The reforms are also essential in provider's payment mechanism. Output-based incentives need to be added with the current input based payment structure. Such incentive structure is already in operation in some departments including Bangladesh Police. However, if Public Financial Management rule does not allow such incentives for medical professionals to the wider extent, the Medical Cadre should be brought out of the BCS like the judicial cadre. The private sector needs to compel for making itself-standing through employing full time medial staff based on a standard approved organogram. The private sector also needs to come under standard accreditation policy.
The current size of formal sector and magnitude of tax-GDP ratio do not support for introducing social health insurance for the entire population in near future. Therefore, for the time being, emphasis should be given on public finance.
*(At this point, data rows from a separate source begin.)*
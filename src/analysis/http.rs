//! reqwest transport for the backend seam.

use async_trait::async_trait;
use reqwest::StatusCode;
use tracing::debug;
use url::Url;

use super::backend::{
    error_message, AnalysisBackend, CreateAccepted, CreateAnalysisRequest, CreateOutcome,
    StatusOutcome, UploadUrlRequest, UploadUrlResponse,
};
use super::types::{AnalysisRecord, InputFile, UploadTarget};
use crate::error::{AnalysisError, TransferFailure};
use crate::token::SessionToken;

/// Talks to the analysis backend over HTTP.
///
/// No timeout overrides here; outside the poll budget the underlying
/// client's defaults apply.
#[derive(Debug, Clone)]
pub struct HttpAnalysisBackend {
    client: reqwest::Client,
    base: String,
}

impl HttpAnalysisBackend {
    pub fn new(base_url: &str) -> Result<Self, AnalysisError> {
        Self::with_client(base_url, reqwest::Client::new())
    }

    pub fn with_client(base_url: &str, client: reqwest::Client) -> Result<Self, AnalysisError> {
        Url::parse(base_url).map_err(|e| {
            AnalysisError::Config(format!("Invalid backend URL '{}': {}", base_url, e))
        })?;

        Ok(Self {
            client,
            base: base_url.trim_end_matches('/').to_string(),
        })
    }

    pub fn base_url(&self) -> &str {
        &self.base
    }

    fn bearer(token: &SessionToken) -> String {
        format!("Bearer {}", token.expose())
    }
}

#[async_trait]
impl AnalysisBackend for HttpAnalysisBackend {
    async fn generate_upload_urls(
        &self,
        token: &SessionToken,
        request: &UploadUrlRequest,
    ) -> Result<Vec<UploadTarget>, AnalysisError> {
        let url = format!("{}/documents/upload-urls", self.base);
        debug!(count = request.filenames.len(), "requesting upload urls");

        let response = self
            .client
            .post(&url)
            .header("Authorization", Self::bearer(token))
            .json(request)
            .send()
            .await?;

        let status = response.status();
        if status == StatusCode::UNAUTHORIZED {
            return Err(AnalysisError::Auth(
                "session rejected by backend".to_string(),
            ));
        }
        if !status.is_success() {
            let body = response.text().await.unwrap_or_default();
            return Err(AnalysisError::UploadUrl(error_message(status, &body)));
        }

        let parsed: UploadUrlResponse = response.json().await?;
        Ok(parsed.document_uploads)
    }

    async fn put_file(
        &self,
        target: &UploadTarget,
        file: &InputFile,
    ) -> Result<(), TransferFailure> {
        // The pre-signed URL is the whole capability; no session header
        let response = self
            .client
            .put(&target.upload_url)
            .header("Content-Type", file.content_type_or_default())
            // Body clone is a refcount bump, not a copy of the file
            .body(file.bytes.clone())
            .send()
            .await
            .map_err(|e| TransferFailure {
                filename: target.filename.clone(),
                message: e.to_string(),
            })?;

        let status = response.status();
        if !status.is_success() {
            let body = response.text().await.unwrap_or_default();
            return Err(TransferFailure {
                filename: target.filename.clone(),
                message: error_message(status, &body),
            });
        }

        Ok(())
    }

    async fn create_analysis(
        &self,
        token: &SessionToken,
        request: &CreateAnalysisRequest,
    ) -> Result<CreateOutcome, AnalysisError> {
        let url = format!("{}/analyze", self.base);
        debug!(chat_type = %request.chat_type, "submitting analysis job");

        let response = self
            .client
            .post(&url)
            .header("Authorization", Self::bearer(token))
            .json(request)
            .send()
            .await?;

        let status = response.status();
        if status == StatusCode::UNAUTHORIZED {
            return Err(AnalysisError::Auth(
                "session rejected by backend".to_string(),
            ));
        }
        if status == StatusCode::ACCEPTED {
            let accepted: CreateAccepted = response.json().await?;
            return Ok(CreateOutcome::Accepted {
                id: accepted.id,
                task_id: accepted.task_id,
            });
        }
        if !status.is_success() {
            let body = response.text().await.unwrap_or_default();
            return Err(AnalysisError::JobSubmission(error_message(status, &body)));
        }

        let record: AnalysisRecord = response.json().await?;
        Ok(CreateOutcome::Completed(record))
    }

    async fn fetch_submission(
        &self,
        token: &SessionToken,
        id: &str,
    ) -> Result<StatusOutcome, AnalysisError> {
        let url = format!("{}/submissions/{}", self.base, id);

        let response = self
            .client
            .get(&url)
            .header("Authorization", Self::bearer(token))
            .send()
            .await?;

        match response.status() {
            StatusCode::UNAUTHORIZED => Err(AnalysisError::Auth(
                "session expired during polling".to_string(),
            )),
            StatusCode::NOT_FOUND => Ok(StatusOutcome::NotFound),
            _ => {
                let record: AnalysisRecord = response.error_for_status()?.json().await?;
                Ok(StatusOutcome::Found(record))
            }
        }
    }

    async fn fetch_analysis(
        &self,
        token: &SessionToken,
        id: &str,
    ) -> Result<StatusOutcome, AnalysisError> {
        let url = format!("{}/analyze", self.base);

        let response = self
            .client
            .get(&url)
            .query(&[("id", id)])
            .header("Authorization", Self::bearer(token))
            .send()
            .await?;

        match response.status() {
            StatusCode::UNAUTHORIZED => Err(AnalysisError::Auth(
                "session expired during polling".to_string(),
            )),
            StatusCode::NOT_FOUND => Ok(StatusOutcome::NotFound),
            _ => {
                let record: AnalysisRecord = response.error_for_status()?.json().await?;
                Ok(StatusOutcome::Found(record))
            }
        }
    }
}

#[cfg(test)]
mod tests {
    use super::*;

    #[test]
    fn test_base_url_is_validated_and_trimmed() {
        let backend = HttpAnalysisBackend::new("https://api.complere.example/").unwrap();
        assert_eq!(backend.base_url(), "https://api.complere.example");

        let err = HttpAnalysisBackend::new("not a url").unwrap_err();
        assert!(matches!(err, AnalysisError::Config(_)));
    }
}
Additional allocation can be ensured by imposing 1-2% additional VAT on non-essential commodities or imposing some levy on mobile phone call rate.
All the aforementioned reform issues need to be outlined based on a Master Plan. A National Health Commission like China should be formed for faming as well as executing these reforms and for adjusting with evolving situation. However, we need to enact an Act for establishing the National Health Commission. Thus, we urge to form a national taskforce immediately for drafting the Act.
The writer is a Professor, Institute of Health Economics, University of Dhaka.